Collected data entries:
□ □ □ □ □

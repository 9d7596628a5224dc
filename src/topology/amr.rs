//! Block-structured adaptive mesh refinement hierarchies.
//!
//! Blocks are addressed either by `(level, index)` or by a flat index that
//! runs level by level. Flat indices are what the traversal engine and the
//! metadata extractor see.

use crate::data::attributes::FieldData;
use crate::data::info::{HasInfo, InfoMap};
use crate::mesh_error::MeshError;
use crate::topology::dataset::DataSet;
use crate::topology::geometry::Geometry;
use crate::topology::mesh_kind::MeshKind;
use crate::topology::object::DataObject;

/// One refinement level.
#[derive(Clone, Debug, PartialEq)]
pub struct AmrLevel {
    refinement_ratio: [i32; 3],
    blocks: Vec<Option<DataObject>>,
}

impl AmrLevel {
    /// Ratio between this level's spacing and the next coarser one.
    pub fn refinement_ratio(&self) -> [i32; 3] {
        self.refinement_ratio
    }

    pub fn blocks(&self) -> &[Option<DataObject>] {
        &self.blocks
    }

    pub fn len(&self) -> usize {
        self.blocks.len()
    }

    pub fn is_empty(&self) -> bool {
        self.blocks.is_empty()
    }
}

/// An overlapping or non-overlapping AMR hierarchy of image blocks.
#[derive(Clone, Debug, PartialEq)]
pub struct AmrDataSet {
    overlapping: bool,
    levels: Vec<AmrLevel>,
    field_data: FieldData,
    info: InfoMap,
}

impl AmrDataSet {
    pub fn new(overlapping: bool) -> Self {
        Self {
            overlapping,
            levels: Vec::new(),
            field_data: FieldData::new(),
            info: InfoMap::new(),
        }
    }

    pub fn kind(&self) -> MeshKind {
        if self.overlapping {
            MeshKind::OverlappingAmr
        } else {
            MeshKind::NonOverlappingAmr
        }
    }

    pub fn is_overlapping(&self) -> bool {
        self.overlapping
    }

    /// Append a refinement level and return its number.
    pub fn add_level(&mut self, refinement_ratio: [i32; 3]) -> usize {
        self.levels.push(AmrLevel {
            refinement_ratio,
            blocks: Vec::new(),
        });
        self.levels.len() - 1
    }

    /// Append a block slot to `level`. Present blocks must be image leaves.
    pub fn push_block(&mut self, level: usize, block: Option<DataSet>) -> Result<usize, MeshError> {
        let n_levels = self.levels.len();
        let lvl = self
            .levels
            .get_mut(level)
            .ok_or_else(|| MeshError::InvalidAmrBlock {
                level,
                index: 0,
                reason: format!("hierarchy has {n_levels} levels"),
            })?;
        let index = lvl.blocks.len();
        if let Some(ds) = &block {
            if !matches!(ds.geometry(), Geometry::Image(_)) {
                let err = MeshError::InvalidAmrBlock {
                    level,
                    index,
                    reason: format!("{} is not an image block", ds.kind()),
                };
                log::error!("{err}");
                return Err(err);
            }
        }
        lvl.blocks.push(block.map(DataObject::DataSet));
        Ok(index)
    }

    pub fn num_levels(&self) -> usize {
        self.levels.len()
    }

    pub fn level(&self, level: usize) -> Option<&AmrLevel> {
        self.levels.get(level)
    }

    pub fn levels(&self) -> &[AmrLevel] {
        &self.levels
    }

    /// Slot count per level.
    pub fn blocks_per_level(&self) -> Vec<usize> {
        self.levels.iter().map(AmrLevel::len).collect()
    }

    /// Total slot count over all levels.
    pub fn total_blocks(&self) -> usize {
        self.levels.iter().map(AmrLevel::len).sum()
    }

    /// `(level, index)` of flat slot `flat`.
    pub fn level_of(&self, flat: usize) -> Option<(usize, usize)> {
        let mut rest = flat;
        for (l, lvl) in self.levels.iter().enumerate() {
            if rest < lvl.len() {
                return Some((l, rest));
            }
            rest -= lvl.len();
        }
        None
    }

    pub(crate) fn slot(&self, flat: usize) -> Option<&DataObject> {
        let (l, i) = self.level_of(flat)?;
        self.levels[l].blocks[i].as_ref()
    }

    pub(crate) fn slot_mut(&mut self, flat: usize) -> Option<&mut DataObject> {
        let (l, i) = self.level_of(flat)?;
        self.levels[l].blocks[i].as_mut()
    }

    pub fn field_data(&self) -> &FieldData {
        &self.field_data
    }

    pub fn field_data_mut(&mut self) -> &mut FieldData {
        &mut self.field_data
    }
}

impl HasInfo for AmrDataSet {
    fn info(&self) -> &InfoMap {
        &self.info
    }
    fn info_mut(&mut self) -> &mut InfoMap {
        &mut self.info
    }
}

#[cfg(test)]
mod tests {
    use super::*;

    #[test]
    fn flat_indices_run_level_by_level() {
        let mut amr = AmrDataSet::new(true);
        let l0 = amr.add_level([1, 1, 1]);
        let l1 = amr.add_level([2, 2, 1]);
        amr.push_block(l0, Some(DataSet::uniform_grid([0.0; 3], [1.0; 3], [0, 4, 0, 4, 0, 0])))
            .unwrap();
        amr.push_block(l1, None).unwrap();
        amr.push_block(l1, Some(DataSet::uniform_grid([0.0; 3], [0.5; 3], [0, 4, 0, 4, 0, 0])))
            .unwrap();
        assert_eq!(amr.blocks_per_level(), vec![1, 2]);
        assert_eq!(amr.level_of(0), Some((0, 0)));
        assert_eq!(amr.level_of(2), Some((1, 1)));
        assert_eq!(amr.level_of(3), None);
        assert!(amr.slot(1).is_none());
        assert!(amr.slot(2).is_some());
    }

    #[test]
    fn rejects_non_image_blocks() {
        let mut amr = AmrDataSet::new(false);
        amr.add_level([1, 1, 1]);
        let ug = DataSet::empty(MeshKind::UnstructuredGrid).unwrap();
        assert!(matches!(
            amr.push_block(0, Some(ug)),
            Err(MeshError::InvalidAmrBlock { level: 0, index: 0, .. })
        ));
        assert!(amr.push_block(3, None).is_err());
    }
}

□ □ □ □ □

YOUR TASK =>
Please reproduce the records exactly, without leaving any out.

RESPONSE AREA =>
repository 9d7596628a5224dc
filename src/topology/amr.rs
//! Block-structured adaptive mesh refinement hierarchies.
//!
//! Blocks are addressed either by `(level, index)` or by a flat index that
//! runs level by level. Flat indices are what the traversal engine and the
//! metadata extractor see.

use crate::data::attributes::FieldData;
use crate::data::info::{HasInfo, InfoMap};
use crate::mesh_error::MeshError;
use crate::topology::dataset::DataSet;
use crate::topology::geometry::Geometry;
use crate::topology::mesh_kind::MeshKind;
use crate::topology::object::DataObject;

/// One refinement level.
#[derive(Clone, Debug, PartialEq)]
pub struct AmrLevel {
    refinement_ratio: [i32; 3],
    blocks: Vec<Option<DataObject>>,
}

impl AmrLevel {
    /// Ratio between this level's spacing and the next coarser one.
    pub fn refinement_ratio(&self) -> [i32; 3] {
        self.refinement_ratio
    }

    pub fn blocks(&self) -> &[Option<DataObject>] {
        &self.blocks
    }

    pub fn len(&self) -> usize {
        self.blocks.len()
    }

    pub fn is_empty(&self) -> bool {
        self.blocks.is_empty()
    }
}

/// An overlapping or non-overlapping AMR hierarchy of image blocks.
#[derive(Clone, Debug, PartialEq)]
pub struct AmrDataSet {
    overlapping: bool,
    levels: Vec<AmrLevel>,
    field_data: FieldData,
    info: InfoMap,
}

impl AmrDataSet {
    pub fn new(overlapping: bool) -> Self {
        Self {
            overlapping,
            levels: Vec::new(),
            field_data: FieldData::new(),
            info: InfoMap::new(),
        }
    }

    pub fn kind(&self) -> MeshKind {
        if self.overlapping {
            MeshKind::OverlappingAmr
        } else {
            MeshKind::NonOverlappingAmr
        }
    }

    pub fn is_overlapping(&self) -> bool {
        self.overlapping
    }

    /// Append a refinement level and return its number.
    pub fn add_level(&mut self, refinement_ratio: [i32; 3]) -> usize {
        self.levels.push(AmrLevel {
            refinement_ratio,
            blocks: Vec::new(),
        });
        self.levels.len() - 1
    }

    /// Append a block slot to `level`. Present blocks must be image leaves.
    pub fn push_block(&mut self, level: usize, block: Option<DataSet>) -> Result<usize, MeshError> {
        let n_levels = self.levels.len();
        let lvl = self
            .levels
            .get_mut(level)
            .ok_or_else(|| MeshError::InvalidAmrBlock {
                level,
                index: 0,
                reason: format!("hierarchy has {n_levels} levels"),
            })?;
        let index = lvl.blocks.len();
        if let Some(ds) = &block {
            if !matches!(ds.geometry(), Geometry::Image(_)) {
                let err = MeshError::InvalidAmrBlock {
                    level,
                    index,
                    reason: format!("{} is not an image block", ds.kind()),
                };
                log::error!("{err}");
                return Err(err);
            }
        }
        lvl.blocks.push(block.map(DataObject::DataSet));
        Ok(index)
    }

    pub fn num_levels(&self) -> usize {
        self.levels.len()
    }

    pub fn level(&self, level: usize) -> Option<&AmrLevel> {
        self.levels.get(level)
    }

    pub fn levels(&self) -> &[AmrLevel] {
        &self.levels
    }

    /// Slot count per level.
    pub fn blocks_per_level(&self) -> Vec<usize> {
        self.levels.iter().map(AmrLevel::len).collect()
    }

    /// Total slot count over all levels.
    pub fn total_blocks(&self) -> usize {
        self.levels.iter().map(AmrLevel::len).sum()
    }

    /// `(level, index)` of flat slot `flat`.
    pub fn level_of(&self, flat: usize) -> Option<(usize, usize)> {
        let mut rest = flat;
        for (l, lvl) in self.levels.iter().enumerate() {
            if rest < lvl.len() {
                return Some((l, rest));
            }
            rest -= lvl.len();
        }
        None
    }

    pub(crate) fn slot(&self, flat: usize) -> Option<&DataObject> {
        let (l, i) = self.level_of(flat)?;
        self.levels[l].blocks[i].as_ref()
    }

    pub(crate) fn slot_mut(&mut self, flat: usize) -> Option<&mut DataObject> {
        let (l, i) = self.level_of(flat)?;
        self.levels[l].blocks[i].as_mut()
    }

    pub fn field_data(&self) -> &FieldData {
        &self.field_data
    }

    pub fn field_data_mut(&mut self) -> &mut FieldData {
        &mut self.field_data
    }
}

impl HasInfo for AmrDataSet {
    fn info(&self) -> &InfoMap {
        &self.info
    }
    fn info_mut(&mut self) -> &mut InfoMap {
        &mut self.info
    }
}

#[cfg(test)]
mod tests {
    use super::*;

    #[test]
    fn flat_indices_run_level_by_level() {
        let mut amr = AmrDataSet::new(true);
        let l0 = amr.add_level([1, 1, 1]);
        let l1 = amr.add_level([2, 2, 1]);
        amr.push_block(l0, Some(DataSet::uniform_grid([0.0; 3], [1.0; 3], [0, 4, 0, 4, 0, 0])))
            .unwrap();
        amr.push_block(l1, None).unwrap();
        amr.push_block(l1, Some(DataSet::uniform_grid([0.0; 3], [0.5; 3], [0, 4, 0, 4, 0, 0])))
            .unwrap();
        assert_eq!(amr.blocks_per_level(), vec![1, 2]);
        assert_eq!(amr.level_of(0), Some((0, 0)));
        assert_eq!(amr.level_of(2), Some((1, 1)));
        assert_eq!(amr.level_of(3), None);
        assert!(amr.slot(1).is_none());
        assert!(amr.slot(2).is_some());
    }

    #[test]
    fn rejects_non_image_blocks() {
        let mut amr = AmrDataSet::new(false);
        amr.add_level([1, 1, 1]);
        let ug = DataSet::empty(MeshKind::UnstructuredGrid).unwrap();
        assert!(matches!(
            amr.push_block(0, Some(ug)),
            Err(MeshError::InvalidAmrBlock { level: 0, index: 0, .. })
        ));
        assert!(amr.push_block(3, None).is_err());
    }
}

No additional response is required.